** Work required **
A complete answer includes every line below with the word "when".

Collected data entries
§ §
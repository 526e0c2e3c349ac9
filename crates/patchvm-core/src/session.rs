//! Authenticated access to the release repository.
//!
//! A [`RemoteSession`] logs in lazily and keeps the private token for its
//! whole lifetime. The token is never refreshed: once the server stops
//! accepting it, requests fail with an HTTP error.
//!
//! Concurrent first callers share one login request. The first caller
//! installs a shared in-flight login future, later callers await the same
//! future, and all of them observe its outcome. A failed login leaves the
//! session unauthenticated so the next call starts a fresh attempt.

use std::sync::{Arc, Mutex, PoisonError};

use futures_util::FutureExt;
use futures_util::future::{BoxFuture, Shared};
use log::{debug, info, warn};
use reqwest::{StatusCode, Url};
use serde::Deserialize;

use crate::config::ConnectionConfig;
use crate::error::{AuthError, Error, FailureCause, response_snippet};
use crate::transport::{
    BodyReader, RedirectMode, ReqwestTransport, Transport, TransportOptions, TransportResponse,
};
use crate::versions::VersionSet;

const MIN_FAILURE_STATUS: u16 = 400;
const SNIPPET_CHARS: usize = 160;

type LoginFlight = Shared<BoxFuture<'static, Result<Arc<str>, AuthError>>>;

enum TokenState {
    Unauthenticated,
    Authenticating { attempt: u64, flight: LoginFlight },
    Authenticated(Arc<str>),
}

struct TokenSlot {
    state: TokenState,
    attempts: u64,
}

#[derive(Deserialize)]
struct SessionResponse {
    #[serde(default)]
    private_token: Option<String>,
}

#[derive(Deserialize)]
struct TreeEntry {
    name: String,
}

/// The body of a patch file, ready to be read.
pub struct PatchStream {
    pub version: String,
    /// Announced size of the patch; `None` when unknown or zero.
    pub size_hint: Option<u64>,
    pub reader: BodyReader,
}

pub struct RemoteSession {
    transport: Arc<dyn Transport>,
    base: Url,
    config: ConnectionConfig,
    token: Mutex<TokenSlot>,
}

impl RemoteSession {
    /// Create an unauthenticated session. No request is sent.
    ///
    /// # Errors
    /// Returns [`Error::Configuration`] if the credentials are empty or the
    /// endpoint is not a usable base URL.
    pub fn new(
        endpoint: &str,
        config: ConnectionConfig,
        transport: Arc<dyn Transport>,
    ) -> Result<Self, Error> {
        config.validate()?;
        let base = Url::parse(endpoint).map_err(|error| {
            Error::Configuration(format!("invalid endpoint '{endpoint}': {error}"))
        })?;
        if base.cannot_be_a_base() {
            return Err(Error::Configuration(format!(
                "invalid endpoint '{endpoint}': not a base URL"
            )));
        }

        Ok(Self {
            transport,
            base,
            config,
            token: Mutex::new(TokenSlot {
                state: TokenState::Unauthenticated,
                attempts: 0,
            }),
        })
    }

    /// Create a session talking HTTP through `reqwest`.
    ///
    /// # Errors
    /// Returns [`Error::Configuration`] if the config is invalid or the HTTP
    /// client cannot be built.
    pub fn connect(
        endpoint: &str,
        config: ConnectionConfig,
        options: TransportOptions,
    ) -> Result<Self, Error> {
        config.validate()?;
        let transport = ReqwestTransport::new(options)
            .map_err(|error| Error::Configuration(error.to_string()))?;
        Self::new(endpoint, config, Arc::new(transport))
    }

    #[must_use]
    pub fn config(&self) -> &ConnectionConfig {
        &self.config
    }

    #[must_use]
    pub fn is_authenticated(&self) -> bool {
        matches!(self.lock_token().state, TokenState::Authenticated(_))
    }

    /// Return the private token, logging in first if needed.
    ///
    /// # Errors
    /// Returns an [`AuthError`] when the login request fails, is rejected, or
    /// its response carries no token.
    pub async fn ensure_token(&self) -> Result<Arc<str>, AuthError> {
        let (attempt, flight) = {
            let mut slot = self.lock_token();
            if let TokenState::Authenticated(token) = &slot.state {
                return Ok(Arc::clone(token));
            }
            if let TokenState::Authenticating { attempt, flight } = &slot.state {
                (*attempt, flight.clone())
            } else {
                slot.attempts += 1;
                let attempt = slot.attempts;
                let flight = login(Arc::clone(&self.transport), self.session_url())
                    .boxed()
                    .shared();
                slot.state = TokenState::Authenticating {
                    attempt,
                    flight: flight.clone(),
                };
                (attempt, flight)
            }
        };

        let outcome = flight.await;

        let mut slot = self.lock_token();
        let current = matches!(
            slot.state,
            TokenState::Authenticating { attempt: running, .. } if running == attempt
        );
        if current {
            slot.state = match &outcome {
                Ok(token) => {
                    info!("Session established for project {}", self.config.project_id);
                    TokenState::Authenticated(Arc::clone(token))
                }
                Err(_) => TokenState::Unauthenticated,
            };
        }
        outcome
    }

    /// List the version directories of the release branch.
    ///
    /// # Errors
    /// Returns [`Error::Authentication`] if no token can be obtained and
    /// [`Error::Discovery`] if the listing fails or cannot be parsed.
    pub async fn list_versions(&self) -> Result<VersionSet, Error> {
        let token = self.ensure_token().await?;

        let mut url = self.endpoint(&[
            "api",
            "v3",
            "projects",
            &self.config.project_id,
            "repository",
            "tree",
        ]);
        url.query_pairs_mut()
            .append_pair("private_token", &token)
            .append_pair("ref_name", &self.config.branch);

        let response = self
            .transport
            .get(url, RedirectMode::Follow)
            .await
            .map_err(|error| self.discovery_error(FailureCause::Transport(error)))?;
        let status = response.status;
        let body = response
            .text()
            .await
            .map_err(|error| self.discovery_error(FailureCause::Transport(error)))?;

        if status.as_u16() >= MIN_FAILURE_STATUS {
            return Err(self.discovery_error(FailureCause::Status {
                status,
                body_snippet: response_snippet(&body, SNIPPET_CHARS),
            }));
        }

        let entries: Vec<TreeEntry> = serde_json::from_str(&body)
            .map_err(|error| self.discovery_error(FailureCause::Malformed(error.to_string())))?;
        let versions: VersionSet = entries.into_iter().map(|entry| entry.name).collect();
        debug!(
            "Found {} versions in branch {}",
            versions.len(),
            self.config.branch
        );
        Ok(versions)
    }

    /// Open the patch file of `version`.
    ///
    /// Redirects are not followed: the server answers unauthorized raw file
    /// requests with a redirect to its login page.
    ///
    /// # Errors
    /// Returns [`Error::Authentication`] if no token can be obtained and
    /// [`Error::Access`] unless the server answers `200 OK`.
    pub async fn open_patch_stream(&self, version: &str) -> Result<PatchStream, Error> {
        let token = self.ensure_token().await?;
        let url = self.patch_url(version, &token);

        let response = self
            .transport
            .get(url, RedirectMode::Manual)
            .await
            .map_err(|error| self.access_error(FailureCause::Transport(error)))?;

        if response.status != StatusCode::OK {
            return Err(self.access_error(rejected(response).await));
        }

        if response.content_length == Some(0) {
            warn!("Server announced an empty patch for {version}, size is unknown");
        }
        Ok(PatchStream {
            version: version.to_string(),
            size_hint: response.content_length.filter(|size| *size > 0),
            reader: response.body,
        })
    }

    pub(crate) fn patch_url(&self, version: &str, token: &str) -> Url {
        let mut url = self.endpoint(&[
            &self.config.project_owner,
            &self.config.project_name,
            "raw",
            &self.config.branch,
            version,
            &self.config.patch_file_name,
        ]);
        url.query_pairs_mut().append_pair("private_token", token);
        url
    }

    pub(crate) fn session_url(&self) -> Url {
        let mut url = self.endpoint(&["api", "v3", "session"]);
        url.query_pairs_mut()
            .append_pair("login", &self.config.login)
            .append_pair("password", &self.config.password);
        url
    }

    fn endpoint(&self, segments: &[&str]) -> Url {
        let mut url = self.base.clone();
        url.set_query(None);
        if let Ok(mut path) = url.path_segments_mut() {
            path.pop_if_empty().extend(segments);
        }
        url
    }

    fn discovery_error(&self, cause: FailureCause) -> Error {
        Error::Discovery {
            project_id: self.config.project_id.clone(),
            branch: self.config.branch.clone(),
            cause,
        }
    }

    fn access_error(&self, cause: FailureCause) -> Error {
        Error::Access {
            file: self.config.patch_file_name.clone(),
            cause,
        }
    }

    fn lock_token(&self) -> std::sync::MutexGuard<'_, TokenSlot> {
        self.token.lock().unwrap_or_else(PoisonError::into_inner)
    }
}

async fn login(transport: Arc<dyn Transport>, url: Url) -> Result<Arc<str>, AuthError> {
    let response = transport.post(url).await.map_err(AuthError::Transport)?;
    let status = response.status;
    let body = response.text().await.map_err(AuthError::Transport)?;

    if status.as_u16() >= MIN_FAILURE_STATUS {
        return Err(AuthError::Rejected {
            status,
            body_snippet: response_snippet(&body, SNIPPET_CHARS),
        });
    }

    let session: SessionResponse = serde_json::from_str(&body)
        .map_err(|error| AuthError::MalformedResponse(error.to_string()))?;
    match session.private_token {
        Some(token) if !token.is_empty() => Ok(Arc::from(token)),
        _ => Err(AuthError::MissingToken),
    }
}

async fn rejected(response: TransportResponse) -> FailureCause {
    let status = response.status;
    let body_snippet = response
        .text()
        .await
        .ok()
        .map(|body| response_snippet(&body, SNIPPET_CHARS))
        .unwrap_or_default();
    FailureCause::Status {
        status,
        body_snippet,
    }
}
§ §
** Expected output **
    /// Announced size of the patch; `None` when unknown or zero.
    /// Returns an [`AuthError`] when the login request fails, is rejected, or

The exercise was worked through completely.